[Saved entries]

====================

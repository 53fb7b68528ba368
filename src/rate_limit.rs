use std::collections::HashMap;

/// Bucket used when a caller cannot attribute an attempt to a concrete
/// network identifier. Fail conservative: anonymous attempts all share one
/// window instead of bypassing the limiter.
pub const SHARED_BUCKET: &str = "unidentified";

/// Sliding-window attempt counter per network identifier, with a temporary
/// hard blocklist layered on top. Windows are pruned lazily on each check.
#[derive(Debug)]
pub struct RateGuard {
    window_secs: i64,
    max_per_window: usize,
    windows: HashMap<String, Vec<i64>>,
    blocks: HashMap<String, i64>,
}

impl RateGuard {
    pub fn new(window_secs: i64, max_per_window: usize) -> Self {
        Self {
            window_secs,
            max_per_window,
            windows: HashMap::new(),
            blocks: HashMap::new(),
        }
    }

    /// Records an attempt for `identifier` unless the window is already
    /// full. Returns `true` when the attempt is allowed.
    pub fn allow(&mut self, identifier: &str, now: i64) -> bool {
        let window_secs = self.window_secs;
        let attempts = self.windows.entry(identifier.to_string()).or_default();
        attempts.retain(|t| now - t < window_secs);
        if attempts.len() >= self.max_per_window {
            return false;
        }
        attempts.push(now);
        true
    }

    /// Installs a hard deny for `identifier`, overriding the window logic.
    pub fn block(&mut self, identifier: &str, duration_secs: i64, now: i64) {
        self.blocks
            .insert(identifier.to_string(), now + duration_secs);
    }

    /// Checks the blocklist, lazily clearing an expired entry.
    pub fn is_blocked(&mut self, identifier: &str, now: i64) -> bool {
        match self.blocks.get(identifier) {
            Some(until) if now < *until => true,
            Some(_) => {
                self.blocks.remove(identifier);
                false
            }
            None => false,
        }
    }

    /// Drops empty windows and expired blocks.
    pub fn sweep(&mut self, now: i64) {
        let window_secs = self.window_secs;
        self.windows.retain(|_, attempts| {
            attempts.retain(|t| now - t < window_secs);
            !attempts.is_empty()
        });
        self.blocks.retain(|_, until| now < *until);
    }
}
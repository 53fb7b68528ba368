use std::collections::HashMap;
use std::fs::{self, OpenOptions};
use std::io::Write;
use std::path::PathBuf;

use serde::{Deserialize, Serialize};

use crate::error::SecurityError;

const STORE_VERSION: u32 = 1;

/// A device that completed pairing at least once. `trusted` devices skip
/// the PIN challenge on later connections.
#[derive(Debug, Clone, Serialize, Deserialize)]
pub struct AuthorizedDevice {
    pub device_id: String,
    pub name: String,
    pub first_connected: i64,
    pub last_connected: i64,
    #[serde(default)]
    pub connection_count: u64,
    #[serde(default)]
    pub trusted: bool,
}

#[derive(Debug, Serialize, Deserialize)]
struct StoreFile {
    version: u32,
    devices: Vec<AuthorizedDevice>,
}

/// Persistent whitelist of authorized devices.
///
/// Every mutation writes through to disk so the registry survives restarts;
/// a corrupt or unreadable file degrades to an empty store instead of
/// failing startup.
#[derive(Debug)]
pub struct TrustStore {
    path: PathBuf,
    devices: HashMap<String, AuthorizedDevice>,
}

impl TrustStore {
    pub fn load(path: PathBuf) -> Self {
        let devices = match fs::read_to_string(&path) {
            Ok(raw) => match serde_json::from_str::<StoreFile>(&raw) {
                Ok(file) => file
                    .devices
                    .into_iter()
                    .map(|d| (d.device_id.clone(), d))
                    .collect(),
                Err(err) => {
                    tracing::warn!(
                        target: "breakwater::trust",
                        path = %path.display(),
                        error = %err,
                        "device whitelist corrupt; starting empty"
                    );
                    HashMap::new()
                }
            },
            Err(err) if err.kind() == std::io::ErrorKind::NotFound => HashMap::new(),
            Err(err) => {
                tracing::warn!(
                    target: "breakwater::trust",
                    path = %path.display(),
                    error = %err,
                    "device whitelist unreadable; starting empty"
                );
                HashMap::new()
            }
        };
        Self { path, devices }
    }

    pub fn is_known(&self, device_id: &str) -> bool {
        self.devices.contains_key(device_id)
    }

    pub fn is_trusted(&self, device_id: &str) -> bool {
        self.devices
            .get(device_id)
            .map(|d| d.trusted)
            .unwrap_or(false)
    }

    /// Upserts the device after a successful pairing or reconnection. The
    /// in-memory record is updated even when the write-through fails; the
    /// caller decides whether a persistence failure is worth more than a log
    /// line.
    pub fn record_success(
        &mut self,
        device_id: &str,
        name: &str,
        now: i64,
    ) -> Result<(), SecurityError> {
        match self.devices.get_mut(device_id) {
            Some(device) => {
                device.last_connected = now;
                device.connection_count += 1;
                // name may change between connections
                device.name = name.to_string();
            }
            None => {
                self.devices.insert(
                    device_id.to_string(),
                    AuthorizedDevice {
                        device_id: device_id.to_string(),
                        name: name.to_string(),
                        first_connected: now,
                        last_connected: now,
                        connection_count: 1,
                        trusted: false,
                    },
                );
            }
        }
        self.save()
    }

    /// Returns `false` when the device is unknown.
    pub fn set_trusted(&mut self, device_id: &str, trusted: bool) -> Result<bool, SecurityError> {
        match self.devices.get_mut(device_id) {
            Some(device) => {
                device.trusted = trusted;
                self.save()?;
                Ok(true)
            }
            None => Ok(false),
        }
    }

    /// Removes the device outright. Returns `false` when it was unknown.
    pub fn revoke(&mut self, device_id: &str) -> Result<bool, SecurityError> {
        if self.devices.remove(device_id).is_some() {
            self.save()?;
            Ok(true)
        } else {
            Ok(false)
        }
    }

    pub fn devices(&self) -> Vec<AuthorizedDevice> {
        let mut list: Vec<AuthorizedDevice> = self.devices.values().cloned().collect();
        list.sort_by(|a, b| a.device_id.cmp(&b.device_id));
        list
    }

    fn save(&self) -> Result<(), SecurityError> {
        if let Some(parent) = self.path.parent() {
            fs::create_dir_all(parent)?;
        }
        let file = StoreFile {
            version: STORE_VERSION,
            devices: self.devices(),
        };
        let serialized = serde_json::to_string_pretty(&file)?;
        let mut options = OpenOptions::new();
        options.create(true).write(true).truncate(true);
        #[cfg(unix)]
        {
            use std::os::unix::fs::OpenOptionsExt;
            options.mode(0o600);
        }
        let mut handle = options.open(&self.path)?;
        handle.write_all(serialized.as_bytes())?;
        Ok(())
    }
}

#[cfg(test)]
mod tests {
    use super::*;
    use uuid::Uuid;

    fn scratch_path() -> PathBuf {
        std::env::temp_dir()
            .join(format!("breakwater-trust-{}", Uuid::new_v4()))
            .join("authorized_devices.json")
    }

    #[test]
    fn record_success_upserts_and_persists() {
        let path = scratch_path();
        let mut store = TrustStore::load(path.clone());
        store.record_success("dev-1", "Pixel 8", 100).expect("save");
        store.record_success("dev-1", "Pixel 8 Pro", 200).expect("save");

        let reloaded = TrustStore::load(path);
        let devices = reloaded.devices();
        assert_eq!(devices.len(), 1);
        assert_eq!(devices[0].name, "Pixel 8 Pro");
        assert_eq!(devices[0].connection_count, 2);
        assert_eq!(devices[0].first_connected, 100);
        assert_eq!(devices[0].last_connected, 200);
        assert!(!devices[0].trusted);
    }

    #[test]
    fn trust_flag_round_trips() {
        let path = scratch_path();
        let mut store = TrustStore::load(path.clone());
        store.record_success("dev-1", "Tablet", 100).expect("save");
        assert!(!store.is_trusted("dev-1"));
        assert!(store.set_trusted("dev-1", true).expect("save"));
        assert!(store.is_trusted("dev-1"));
        assert!(!store.set_trusted("missing", true).expect("no-op"));

        let reloaded = TrustStore::load(path);
        assert!(reloaded.is_trusted("dev-1"));
        assert!(reloaded.is_known("dev-1"));
    }

    #[test]
    fn revoke_removes_device() {
        let path = scratch_path();
        let mut store = TrustStore::load(path.clone());
        store.record_success("dev-1", "Tablet", 100).expect("save");
        assert!(store.revoke("dev-1").expect("save"));
        assert!(!store.revoke("dev-1").expect("no-op"));

        let reloaded = TrustStore::load(path);
        assert!(!reloaded.is_known("dev-1"));
    }

    #[test]
    fn corrupt_file_degrades_to_empty_store() {
        let path = scratch_path();
        fs::create_dir_all(path.parent().expect("parent")).expect("mkdir");
        fs::write(&path, "{not json").expect("write garbage");
        let store = TrustStore::load(path);
        assert!(store.devices().is_empty());
    }
}
use std::fs::{self, OpenOptions};
use std::io::Write;
use std::path::Path;

use rand::rngs::OsRng;
use rand::RngCore;

use crate::error::SecurityError;

pub const SECRET_LEN: usize = 32;

/// Durable per-host secret binding tokens, signatures, and derived session
/// keys to this machine. Generated once, stored owner-read-only, never
/// transmitted.
#[derive(Clone)]
pub struct HostSecret {
    bytes: [u8; SECRET_LEN],
}

impl HostSecret {
    /// Loads the secret from `path`, generating and persisting a fresh one
    /// when the file is missing or unreadable. A regenerated secret
    /// invalidates every previously issued token, which is acceptable since
    /// tokens are short-lived.
    pub fn load_or_generate(path: &Path) -> Result<Self, SecurityError> {
        match fs::read(path) {
            Ok(raw) if raw.len() == SECRET_LEN => {
                let mut bytes = [0u8; SECRET_LEN];
                bytes.copy_from_slice(&raw);
                return Ok(Self { bytes });
            }
            Ok(_) => {
                tracing::warn!(
                    target: "breakwater::secret",
                    path = %path.display(),
                    "host secret has wrong length; regenerating"
                );
            }
            Err(err) if err.kind() == std::io::ErrorKind::NotFound => {}
            Err(err) => {
                tracing::warn!(
                    target: "breakwater::secret",
                    path = %path.display(),
                    error = %err,
                    "host secret unreadable; regenerating"
                );
            }
        }

        let mut bytes = [0u8; SECRET_LEN];
        OsRng.fill_bytes(&mut bytes);
        let secret = Self { bytes };
        secret.persist(path)?;
        Ok(secret)
    }

    pub fn from_bytes(bytes: [u8; SECRET_LEN]) -> Self {
        Self { bytes }
    }

    pub fn as_bytes(&self) -> &[u8; SECRET_LEN] {
        &self.bytes
    }

    /// First half of the secret, used as the KDF salt for token signatures
    /// and token-bound session keys.
    pub(crate) fn kdf_salt(&self) -> &[u8] {
        &self.bytes[..16]
    }

    fn persist(&self, path: &Path) -> Result<(), SecurityError> {
        if let Some(parent) = path.parent() {
            fs::create_dir_all(parent)?;
        }
        let mut options = OpenOptions::new();
        options.create(true).write(true).truncate(true);
        #[cfg(unix)]
        {
            use std::os::unix::fs::OpenOptionsExt;
            options.mode(0o600);
        }
        let mut file = options.open(path)?;
        file.write_all(&self.bytes)?;
        #[cfg(unix)]
        {
            use std::os::unix::fs::PermissionsExt;
            let metadata = file.metadata()?;
            let mut perms = metadata.permissions();
            perms.set_mode(0o600);
            fs::set_permissions(path, perms)?;
        }
        Ok(())
    }
}

impl std::fmt::Debug for HostSecret {
    fn fmt(&self, f: &mut std::fmt::Formatter<'_>) -> std::fmt::Result {
        f.write_str("HostSecret(..)")
    }
}
//! llamagate - Ollama-compatible HTTP bridge to an OpenAI-shaped upstream.
//!
//! Local tooling speaks Ollama's chat/generate/tags API. This crate exposes a
//! compatible HTTP surface, but translates requests/responses to the OpenAI
//! `chat/completions` format and forwards them upstream.
//!
//! Design goals:
//! - Accept Ollama client traffic unchanged (line-delimited JSON streaming
//!   included).
//! - Forward to any OpenAI-compatible backend with a bearer credential.
//! - Translate responses back to Ollama semantics, synthesizing the fields
//!   the upstream does not provide (model size, quantization, timings) so
//!   strict clients always parse a complete response.

pub mod catalog;
pub mod config;
pub mod error;
pub mod metadata;
pub mod server;
pub mod streaming;
pub mod translation;
pub mod types;

pub use config::ProxyConfig;
pub use server::serve;
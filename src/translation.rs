//! Local <-> upstream translation.
//!
//! This module implements the core format conversions:
//! - Ollama chat/generate request -> OpenAI-shaped `chat/completions` request
//! - complete (non-streamed) `chat/completions` response -> Ollama response
//!
//! Duration fields the upstream never measures are synthesized by
//! [`SyntheticTimings::placeholder`] so strict local-protocol clients always
//! get a complete, well-typed terminal chunk.

use crate::types::{
    ChatCompletionRequest, ChatMessage, ChatRequest, GenerateOptions, GenerateRequest,
    ResponseVariant, Role,
};
use chrono::Utc;
use rand::Rng;
use serde_json::{json, Value};

pub const DEFAULT_TEMPERATURE: f32 = 0.7;
pub const DEFAULT_MAX_TOKENS: u32 = 2048;

/// Convert an Ollama chat request into an upstream `chat/completions` request.
///
/// `stream` is decided by the caller from the local request's `stream` field,
/// never inferred here.
pub fn chat_to_upstream(
    req: &ChatRequest,
    default_model: &str,
    stream: bool,
) -> ChatCompletionRequest {
    let messages = req.messages.clone().unwrap_or_else(|| {
        vec![ChatMessage {
            role: Role::User,
            content: req.prompt.clone().unwrap_or_default(),
        }]
    });

    build_upstream(req.model.as_deref(), messages, req.options.as_ref(), default_model, stream)
}

/// Convert an Ollama generate request into an upstream `chat/completions`
/// request: `[system?, user(prompt)?]`, in that order.
pub fn generate_to_upstream(
    req: &GenerateRequest,
    default_model: &str,
    stream: bool,
) -> ChatCompletionRequest {
    let mut messages = Vec::new();
    if let Some(system) = &req.system {
        messages.push(ChatMessage {
            role: Role::System,
            content: system.clone(),
        });
    }
    if let Some(prompt) = &req.prompt {
        messages.push(ChatMessage {
            role: Role::User,
            content: prompt.clone(),
        });
    }

    build_upstream(req.model.as_deref(), messages, req.options.as_ref(), default_model, stream)
}

fn build_upstream(
    model: Option<&str>,
    messages: Vec<ChatMessage>,
    options: Option<&GenerateOptions>,
    default_model: &str,
    stream: bool,
) -> ChatCompletionRequest {
    ChatCompletionRequest {
        model: model.unwrap_or(default_model).to_string(),
        messages,
        stream,
        temperature: options
            .and_then(|o| o.temperature)
            .unwrap_or(DEFAULT_TEMPERATURE),
        max_tokens: options
            .and_then(|o| o.num_predict)
            .unwrap_or(DEFAULT_MAX_TOKENS),
    }
}

/// Convert a complete upstream response into a terminal local chunk.
///
/// Token counts come from upstream `usage` when present, else 0.
pub fn upstream_to_local(resp: &Value, model: &str, variant: ResponseVariant) -> Value {
    let message = resp
        .get("choices")
        .and_then(|c| c.as_array())
        .and_then(|arr| arr.first())
        .and_then(|choice| choice.get("message"));

    let role = message
        .and_then(|m| m.get("role"))
        .and_then(|r| r.as_str())
        .unwrap_or("assistant");
    let content = message
        .and_then(|m| m.get("content"))
        .and_then(|c| c.as_str())
        .unwrap_or("");

    let usage = resp.get("usage");
    let prompt_eval_count = usage
        .and_then(|u| u.get("prompt_tokens"))
        .and_then(|v| v.as_u64())
        .unwrap_or(0);
    let eval_count = usage
        .and_then(|u| u.get("completion_tokens"))
        .and_then(|v| v.as_u64())
        .unwrap_or(0);

    terminal_chunk(model, variant, role, content, prompt_eval_count, eval_count)
}

/// One non-terminal (done=false) local chunk carrying an incremental delta.
///
/// Carries no timing fields: those appear only on the terminal chunk.
pub fn delta_chunk(model: &str, variant: ResponseVariant, content: &str) -> Value {
    let created_at = Utc::now().to_rfc3339();
    match variant {
        ResponseVariant::Chat => json!({
            "model": model,
            "created_at": created_at,
            "message": {"role": "assistant", "content": content},
            "done": false,
        }),
        ResponseVariant::Generate => json!({
            "model": model,
            "created_at": created_at,
            "response": content,
            "done": false,
        }),
    }
}

/// The single terminal (done=true) local chunk, with every timing field set.
pub fn terminal_chunk(
    model: &str,
    variant: ResponseVariant,
    role: &str,
    content: &str,
    prompt_eval_count: u64,
    eval_count: u64,
) -> Value {
    let t = SyntheticTimings::placeholder();
    let mut chunk = json!({
        "model": model,
        "created_at": Utc::now().to_rfc3339(),
        "done": true,
        "done_reason": "stop",
        "total_duration": t.total_duration,
        "load_duration": t.load_duration,
        "prompt_eval_count": prompt_eval_count,
        "prompt_eval_duration": t.prompt_eval_duration,
        "eval_count": eval_count,
        "eval_duration": t.eval_duration,
    });

    let obj = chunk.as_object_mut().expect("json object");
    match variant {
        ResponseVariant::Chat => {
            obj.insert(
                "message".to_string(),
                json!({"role": role, "content": content}),
            );
        }
        ResponseVariant::Generate => {
            obj.insert("response".to_string(), json!(content));
            obj.insert("context".to_string(), json!([]));
        }
    }

    chunk
}

/// Placeholder durations in nanoseconds.
///
/// The upstream protocol has no timing data, but local-protocol clients
/// require these fields on the terminal chunk. Values are drawn from fixed
/// ranges and carry no performance meaning:
///
/// - `total_duration`: [500ms, 1500ms)
/// - `load_duration`: [1ms, 11ms)
/// - `prompt_eval_duration`: [50ms, 150ms)
/// - `eval_duration`: [200ms, 700ms)
#[derive(Debug, Clone, Copy)]
pub struct SyntheticTimings {
    pub total_duration: u64,
    pub load_duration: u64,
    pub prompt_eval_duration: u64,
    pub eval_duration: u64,
}

impl SyntheticTimings {
    pub fn placeholder() -> Self {
        let mut rng = rand::thread_rng();
        Self {
            total_duration: rng.gen_range(500_000_000..1_500_000_000),
            load_duration: rng.gen_range(1_000_000..11_000_000),
            prompt_eval_duration: rng.gen_range(50_000_000..150_000_000),
            eval_duration: rng.gen_range(200_000_000..700_000_000),
        }
    }
}

#[cfg(test)]
mod tests {
    use super::*;

    #[test]
    fn generate_orders_system_before_prompt() {
        let req = GenerateRequest {
            model: None,
            prompt: Some("hi".to_string()),
            system: Some("be terse".to_string()),
            stream: None,
            options: None,
        };

        let out = generate_to_upstream(&req, "gpt-3.5-turbo", false);
        assert_eq!(
            out.messages,
            vec![
                ChatMessage {
                    role: Role::System,
                    content: "be terse".to_string()
                },
                ChatMessage {
                    role: Role::User,
                    content: "hi".to_string()
                },
            ]
        );
    }

    #[test]
    fn chat_defaults_degrade_gracefully() {
        let req = ChatRequest {
            model: None,
            messages: None,
            prompt: None,
            stream: None,
            options: None,
        };

        let out = chat_to_upstream(&req, "gpt-3.5-turbo", true);
        assert_eq!(out.model, "gpt-3.5-turbo");
        assert_eq!(out.messages.len(), 1);
        assert_eq!(out.messages[0].role, Role::User);
        assert_eq!(out.messages[0].content, "");
        assert!(out.stream);
        assert_eq!(out.temperature, DEFAULT_TEMPERATURE);
        assert_eq!(out.max_tokens, DEFAULT_MAX_TOKENS);
    }

    #[test]
    fn chat_keeps_explicit_messages_and_options() {
        let req = ChatRequest {
            model: Some("gpt-4o".to_string()),
            messages: Some(vec![ChatMessage {
                role: Role::User,
                content: "hello".to_string(),
            }]),
            prompt: Some("ignored".to_string()),
            stream: Some(false),
            options: Some(GenerateOptions {
                temperature: Some(0.2),
                num_predict: Some(64),
            }),
        };

        let out = chat_to_upstream(&req, "gpt-3.5-turbo", false);
        assert_eq!(out.model, "gpt-4o");
        assert_eq!(out.messages.len(), 1);
        assert_eq!(out.messages[0].content, "hello");
        assert_eq!(out.temperature, 0.2);
        assert_eq!(out.max_tokens, 64);
    }

    #[test]
    fn upstream_response_becomes_terminal_chat_chunk() {
        let resp = json!({
            "choices": [{
                "message": {"role": "assistant", "content": "pong"},
                "finish_reason": "stop"
            }],
            "usage": {"prompt_tokens": 7, "completion_tokens": 3}
        });

        let out = upstream_to_local(&resp, "gpt-4o", ResponseVariant::Chat);
        assert_eq!(out["done"], json!(true));
        assert_eq!(out["done_reason"], json!("stop"));
        assert_eq!(out["message"]["content"], json!("pong"));
        assert_eq!(out["prompt_eval_count"], json!(7));
        assert_eq!(out["eval_count"], json!(3));
        assert!(out["total_duration"].as_u64().unwrap() >= 500_000_000);
        assert!(out["eval_duration"].as_u64().unwrap() >= 200_000_000);
    }

    #[test]
    fn upstream_response_without_usage_counts_zero() {
        let resp = json!({
            "choices": [{"message": {"role": "assistant", "content": "ok"}}]
        });

        let out = upstream_to_local(&resp, "gpt-4o", ResponseVariant::Generate);
        assert_eq!(out["response"], json!("ok"));
        assert_eq!(out["context"], json!([]));
        assert_eq!(out["prompt_eval_count"], json!(0));
        assert_eq!(out["eval_count"], json!(0));
    }

    #[test]
    fn delta_chunk_omits_timing_fields() {
        let out = delta_chunk("gpt-4o", ResponseVariant::Chat, "Hel");
        assert_eq!(out["done"], json!(false));
        assert_eq!(out["message"]["content"], json!("Hel"));
        assert!(out.get("total_duration").is_none());
        assert!(out.get("eval_count").is_none());
        assert!(out.get("done_reason").is_none());
    }

    #[test]
    fn synthetic_timings_stay_in_documented_ranges() {
        for _ in 0..32 {
            let t = SyntheticTimings::placeholder();
            assert!((500_000_000..1_500_000_000).contains(&t.total_duration));
            assert!((1_000_000..11_000_000).contains(&t.load_duration));
            assert!((50_000_000..150_000_000).contains(&t.prompt_eval_duration));
            assert!((200_000_000..700_000_000).contains(&t.eval_duration));
        }
    }
}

====================

**PROBLEM:** The records above should be printed exactly, please, from the first line through the line containing "attempt is allowed.", with both ends kept and nothing past it.

**RESPONSE AREA:**
repository 53fb7b68528ba368
filename src/rate_limit.rs
use std::collections::HashMap;

/// Bucket used when a caller cannot attribute an attempt to a concrete
/// network identifier. Fail conservative: anonymous attempts all share one
/// window instead of bypassing the limiter.
pub const SHARED_BUCKET: &str = "unidentified";

/// Sliding-window attempt counter per network identifier, with a temporary
/// hard blocklist layered on top. Windows are pruned lazily on each check.
#[derive(Debug)]
pub struct RateGuard {
    window_secs: i64,
    max_per_window: usize,
    windows: HashMap<String, Vec<i64>>,
    blocks: HashMap<String, i64>,
}

impl RateGuard {
    pub fn new(window_secs: i64, max_per_window: usize) -> Self {
        Self {
            window_secs,
            max_per_window,
            windows: HashMap::new(),
            blocks: HashMap::new(),
        }
    }

    /// Records an attempt for `identifier` unless the window is already
    /// full. Returns `true` when the attempt is allowed.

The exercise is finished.